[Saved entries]
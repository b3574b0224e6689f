//! Populations: the members of one entity in a simulation, with their holders

use std::collections::BTreeMap;
use std::sync::Arc;

use super::entity::Entity;
use crate::errors::{CalculationError, Result};
use crate::storage::{Holder, HolderMemoryUsage, SpillSettings};

/// Group membership of every person
///
/// Indexed by person. `group` is the index of the person's group, `role` the
/// index into the group entity's roles, and `position` the person's rank
/// within the group in declaration order.
#[derive(Debug, Clone, PartialEq)]
pub struct Members {
    pub group: Vec<usize>,
    pub role: Vec<Option<usize>>,
    pub position: Vec<usize>,
    group_count: usize,
}

impl Members {
    pub fn new(group: Vec<usize>, role: Vec<Option<usize>>, group_count: usize) -> Result<Self> {
        if group.len() != role.len() {
            return Err(CalculationError::formula(
                "members",
                format!("{} group ids but {} roles", group.len(), role.len()),
            ));
        }
        if let Some(bad) = group.iter().find(|&&g| g >= group_count) {
            return Err(CalculationError::formula(
                "members",
                format!("group index {} out of range for {} groups", bad, group_count),
            ));
        }
        let mut next_position = vec![0usize; group_count];
        let position = group
            .iter()
            .map(|&g| {
                let p = next_position[g];
                next_position[g] += 1;
                p
            })
            .collect();
        Ok(Self {
            group,
            role,
            position,
            group_count,
        })
    }

    pub fn persons_count(&self) -> usize {
        self.group.len()
    }

    pub fn group_count(&self) -> usize {
        self.group_count
    }
}

/// The members of one entity and the holders of its variables
#[derive(Debug)]
pub struct Population {
    entity: Arc<Entity>,
    ids: Vec<String>,
    members: Option<Members>,
    holders: BTreeMap<String, Holder>,
}

impl Population {
    pub fn person(entity: Arc<Entity>, ids: Vec<String>) -> Self {
        Self {
            entity,
            ids,
            members: None,
            holders: BTreeMap::new(),
        }
    }

    pub fn group(entity: Arc<Entity>, ids: Vec<String>, members: Members) -> Result<Self> {
        if members.group_count() != ids.len() {
            return Err(CalculationError::formula(
                entity.key.clone(),
                format!("membership declares {} groups for {} ids", members.group_count(), ids.len()),
            ));
        }
        Ok(Self {
            entity,
            ids,
            members: Some(members),
            holders: BTreeMap::new(),
        })
    }

    pub fn entity(&self) -> &Arc<Entity> {
        &self.entity
    }

    pub fn key(&self) -> &str {
        &self.entity.key
    }

    pub fn count(&self) -> usize {
        self.ids.len()
    }

    pub fn ids(&self) -> &[String] {
        &self.ids
    }

    pub fn get_index(&self, id: &str) -> Option<usize> {
        self.ids.iter().position(|i| i == id)
    }

    pub fn members(&self) -> Option<&Members> {
        self.members.as_ref()
    }

    fn require_members(&self) -> Result<&Members> {
        self.members.as_ref().ok_or_else(|| {
            CalculationError::formula(
                self.entity.key.clone(),
                "aggregation and projection are only available on group entities",
            )
        })
    }

    fn check_person_array(&self, len: usize) -> Result<&Members> {
        let members = self.require_members()?;
        if len != members.persons_count() {
            return Err(CalculationError::InvalidArraySize {
                variable: format!("{} members", self.entity.key),
                expected: members.persons_count(),
                actual: len,
            });
        }
        Ok(members)
    }

    fn role_filter(&self, role: Option<&str>) -> Result<Option<usize>> {
        match role {
            None => Ok(None),
            Some(key) => self.entity.role_index(key).map(Some).ok_or_else(|| CalculationError::RoleNotFound {
                entity: self.entity.key.clone(),
                role: key.to_string(),
            }),
        }
    }

    fn fold<T: Copy>(
        &self,
        values: &[T],
        role: Option<&str>,
        init: T,
        f: impl Fn(T, T) -> T,
    ) -> Result<Vec<T>> {
        let members = self.check_person_array(values.len())?;
        let role = self.role_filter(role)?;
        let mut result = vec![init; self.count()];
        for (i, &value) in values.iter().enumerate() {
            if role.is_none() || members.role[i] == role {
                let g = members.group[i];
                result[g] = f(result[g], value);
            }
        }
        Ok(result)
    }

    /// Sum of members' values per group, optionally restricted to a role
    pub fn sum(&self, values: &[f64], role: Option<&str>) -> Result<Vec<f64>> {
        self.fold(values, role, 0.0, |a, b| a + b)
    }

    pub fn any(&self, values: &[bool], role: Option<&str>) -> Result<Vec<bool>> {
        self.fold(values, role, false, |a, b| a || b)
    }

    pub fn all(&self, values: &[bool], role: Option<&str>) -> Result<Vec<bool>> {
        self.fold(values, role, true, |a, b| a && b)
    }

    /// Smallest member value; groups without matching members get `f64::INFINITY`
    pub fn min(&self, values: &[f64], role: Option<&str>) -> Result<Vec<f64>> {
        self.fold(values, role, f64::INFINITY, f64::min)
    }

    /// Largest member value; groups without matching members get `f64::NEG_INFINITY`
    pub fn max(&self, values: &[f64], role: Option<&str>) -> Result<Vec<f64>> {
        self.fold(values, role, f64::NEG_INFINITY, f64::max)
    }

    /// Number of members per group, optionally with a given role
    pub fn nb_persons(&self, role: Option<&str>) -> Result<Vec<f64>> {
        let members = self.require_members()?;
        self.sum(&vec![1.0; members.persons_count()], role)
    }

    /// Value of the `n`-th member of each group, `default` where there is none
    pub fn value_nth_person(&self, n: usize, values: &[f64], default: f64) -> Result<Vec<f64>> {
        let members = self.check_person_array(values.len())?;
        let mut result = vec![default; self.count()];
        for (i, &value) in values.iter().enumerate() {
            if members.position[i] == n {
                result[members.group[i]] = value;
            }
        }
        Ok(result)
    }

    pub fn value_from_first_person(&self, values: &[f64]) -> Result<Vec<f64>> {
        self.value_nth_person(0, values, 0.0)
    }

    /// Broadcast group values to their members
    pub fn project<T: Clone>(&self, values: &[T]) -> Result<Vec<T>> {
        let members = self.require_members()?;
        if values.len() != self.count() {
            return Err(CalculationError::InvalidArraySize {
                variable: format!("{} values", self.entity.key),
                expected: self.count(),
                actual: values.len(),
            });
        }
        Ok(members.group.iter().map(|&g| values[g].clone()).collect())
    }

    /// Per person: whether they hold `role` in this group entity
    pub fn members_have_role(&self, role: &str) -> Result<Vec<bool>> {
        let members = self.require_members()?;
        let role = self.role_filter(Some(role))?;
        Ok(members.role.iter().map(|r| *r == role).collect())
    }

    pub fn holder(&self, variable: &str) -> Option<&Holder> {
        self.holders.get(variable)
    }

    pub fn holder_mut(&mut self, variable: &str) -> Option<&mut Holder> {
        self.holders.get_mut(variable)
    }

    pub fn insert_holder(&mut self, variable: &str, holder: Holder) -> &mut Holder {
        self.holders.entry(variable.to_string()).or_insert(holder)
    }

    pub fn holders(&self) -> impl Iterator<Item = (&String, &Holder)> {
        self.holders.iter()
    }

    pub fn holders_mut(&mut self) -> impl Iterator<Item = (&String, &mut Holder)> {
        self.holders.iter_mut()
    }

    pub fn get_memory_usage(&self, variables: Option<&[String]>) -> BTreeMap<String, HolderMemoryUsage> {
        self.holders
            .iter()
            .filter(|(name, _)| variables.map_or(true, |v| v.contains(name)))
            .map(|(name, holder)| (name.clone(), holder.get_memory_usage()))
            .collect()
    }

    /// Copy with independent holders
    pub fn duplicate(&self, spill: Option<SpillSettings>) -> Result<Population> {
        let mut holders = BTreeMap::new();
        for (name, holder) in &self.holders {
            holders.insert(name.clone(), holder.duplicate(spill.clone())?);
        }
        Ok(Population {
            entity: Arc::clone(&self.entity),
            ids: self.ids.clone(),
            members: self.members.clone(),
            holders,
        })
    }
}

*Directions for this task*
Nothing may be left out. Retype all the entries exactly.

*Response*
repository b3574b0224e6689f
//! Populations: the members of one entity in a simulation, with their holders

use std::collections::BTreeMap;
use std::sync::Arc;

use super::entity::Entity;
use crate::errors::{CalculationError, Result};
use crate::storage::{Holder, HolderMemoryUsage, SpillSettings};

/// Group membership of every person
///
/// Indexed by person. `group` is the index of the person's group, `role` the
/// index into the group entity's roles, and `position` the person's rank
/// within the group in declaration order.
#[derive(Debug, Clone, PartialEq)]
pub struct Members {
    pub group: Vec<usize>,
    pub role: Vec<Option<usize>>,
    pub position: Vec<usize>,
    group_count: usize,
}

impl Members {
    pub fn new(group: Vec<usize>, role: Vec<Option<usize>>, group_count: usize) -> Result<Self> {
        if group.len() != role.len() {
            return Err(CalculationError::formula(
                "members",
                format!("{} group ids but {} roles", group.len(), role.len()),
            ));
        }
        if let Some(bad) = group.iter().find(|&&g| g >= group_count) {
            return Err(CalculationError::formula(
                "members",
                format!("group index {} out of range for {} groups", bad, group_count),
            ));
        }
        let mut next_position = vec![0usize; group_count];
        let position = group
            .iter()
            .map(|&g| {
                let p = next_position[g];
                next_position[g] += 1;
                p
            })
            .collect();
        Ok(Self {
            group,
            role,
            position,
            group_count,
        })
    }

    pub fn persons_count(&self) -> usize {
        self.group.len()
    }

    pub fn group_count(&self) -> usize {
        self.group_count
    }
}

/// The members of one entity and the holders of its variables
#[derive(Debug)]
pub struct Population {
    entity: Arc<Entity>,
    ids: Vec<String>,
    members: Option<Members>,
    holders: BTreeMap<String, Holder>,
}

impl Population {
    pub fn person(entity: Arc<Entity>, ids: Vec<String>) -> Self {
        Self {
            entity,
            ids,
            members: None,
            holders: BTreeMap::new(),
        }
    }

    pub fn group(entity: Arc<Entity>, ids: Vec<String>, members: Members) -> Result<Self> {
        if members.group_count() != ids.len() {
            return Err(CalculationError::formula(
                entity.key.clone(),
                format!("membership declares {} groups for {} ids", members.group_count(), ids.len()),
            ));
        }
        Ok(Self {
            entity,
            ids,
            members: Some(members),
            holders: BTreeMap::new(),
        })
    }

    pub fn entity(&self) -> &Arc<Entity> {
        &self.entity
    }

    pub fn key(&self) -> &str {
        &self.entity.key
    }

    pub fn count(&self) -> usize {
        self.ids.len()
    }

    pub fn ids(&self) -> &[String] {
        &self.ids
    }

    pub fn get_index(&self, id: &str) -> Option<usize> {
        self.ids.iter().position(|i| i == id)
    }

    pub fn members(&self) -> Option<&Members> {
        self.members.as_ref()
    }

    fn require_members(&self) -> Result<&Members> {
        self.members.as_ref().ok_or_else(|| {
            CalculationError::formula(
                self.entity.key.clone(),
                "aggregation and projection are only available on group entities",
            )
        })
    }

    fn check_person_array(&self, len: usize) -> Result<&Members> {
        let members = self.require_members()?;
        if len != members.persons_count() {
            return Err(CalculationError::InvalidArraySize {
                variable: format!("{} members", self.entity.key),
                expected: members.persons_count(),
                actual: len,
            });
        }
        Ok(members)
    }

    fn role_filter(&self, role: Option<&str>) -> Result<Option<usize>> {
        match role {
            None => Ok(None),
            Some(key) => self.entity.role_index(key).map(Some).ok_or_else(|| CalculationError::RoleNotFound {
                entity: self.entity.key.clone(),
                role: key.to_string(),
            }),
        }
    }

    fn fold<T: Copy>(
        &self,
        values: &[T],
        role: Option<&str>,
        init: T,
        f: impl Fn(T, T) -> T,
    ) -> Result<Vec<T>> {
        let members = self.check_person_array(values.len())?;
        let role = self.role_filter(role)?;
        let mut result = vec![init; self.count()];
        for (i, &value) in values.iter().enumerate() {
            if role.is_none() || members.role[i] == role {
                let g = members.group[i];
                result[g] = f(result[g], value);
            }
        }
        Ok(result)
    }

    /// Sum of members' values per group, optionally restricted to a role
    pub fn sum(&self, values: &[f64], role: Option<&str>) -> Result<Vec<f64>> {
        self.fold(values, role, 0.0, |a, b| a + b)
    }

    pub fn any(&self, values: &[bool], role: Option<&str>) -> Result<Vec<bool>> {
        self.fold(values, role, false, |a, b| a || b)
    }

    pub fn all(&self, values: &[bool], role: Option<&str>) -> Result<Vec<bool>> {
        self.fold(values, role, true, |a, b| a && b)
    }

    /// Smallest member value; groups without matching members get `f64::INFINITY`
    pub fn min(&self, values: &[f64], role: Option<&str>) -> Result<Vec<f64>> {
        self.fold(values, role, f64::INFINITY, f64::min)
    }

    /// Largest member value; groups without matching members get `f64::NEG_INFINITY`
    pub fn max(&self, values: &[f64], role: Option<&str>) -> Result<Vec<f64>> {
        self.fold(values, role, f64::NEG_INFINITY, f64::max)
    }

    /// Number of members per group, optionally with a given role
    pub fn nb_persons(&self, role: Option<&str>) -> Result<Vec<f64>> {
        let members = self.require_members()?;
        self.sum(&vec![1.0; members.persons_count()], role)
    }

    /// Value of the `n`-th member of each group, `default` where there is none
    pub fn value_nth_person(&self, n: usize, values: &[f64], default: f64) -> Result<Vec<f64>> {
        let members = self.check_person_array(values.len())?;
        let mut result = vec![default; self.count()];
        for (i, &value) in values.iter().enumerate() {
            if members.position[i] == n {
                result[members.group[i]] = value;
            }
        }
        Ok(result)
    }

    pub fn value_from_first_person(&self, values: &[f64]) -> Result<Vec<f64>> {
        self.value_nth_person(0, values, 0.0)
    }

    /// Broadcast group values to their members
    pub fn project<T: Clone>(&self, values: &[T]) -> Result<Vec<T>> {
        let members = self.require_members()?;
        if values.len() != self.count() {
            return Err(CalculationError::InvalidArraySize {
                variable: format!("{} values", self.entity.key),
                expected: self.count(),
                actual: values.len(),
            });
        }
        Ok(members.group.iter().map(|&g| values[g].clone()).collect())
    }

    /// Per person: whether they hold `role` in this group entity
    pub fn members_have_role(&self, role: &str) -> Result<Vec<bool>> {
        let members = self.require_members()?;
        let role = self.role_filter(Some(role))?;
        Ok(members.role.iter().map(|r| *r == role).collect())
    }

    pub fn holder(&self, variable: &str) -> Option<&Holder> {
        self.holders.get(variable)
    }

    pub fn holder_mut(&mut self, variable: &str) -> Option<&mut Holder> {
        self.holders.get_mut(variable)
    }

    pub fn insert_holder(&mut self, variable: &str, holder: Holder) -> &mut Holder {
        self.holders.entry(variable.to_string()).or_insert(holder)
    }

    pub fn holders(&self) -> impl Iterator<Item = (&String, &Holder)> {
        self.holders.iter()
    }

    pub fn holders_mut(&mut self) -> impl Iterator<Item = (&String, &mut Holder)> {
        self.holders.iter_mut()
    }

    pub fn get_memory_usage(&self, variables: Option<&[String]>) -> BTreeMap<String, HolderMemoryUsage> {
        self.holders
            .iter()
            .filter(|(name, _)| variables.map_or(true, |v| v.contains(name)))
            .map(|(name, holder)| (name.clone(), holder.get_memory_usage()))
            .collect()
    }

    /// Copy with independent holders
    pub fn duplicate(&self, spill: Option<SpillSettings>) -> Result<Population> {
        let mut holders = BTreeMap::new();
        for (name, holder) in &self.holders {
            holders.insert(name.clone(), holder.duplicate(spill.clone())?);
        }
        Ok(Population {
            entity: Arc::clone(&self.entity),
            ids: self.ids.clone(),
            members: self.members.clone(),
            holders,
        })
    }
}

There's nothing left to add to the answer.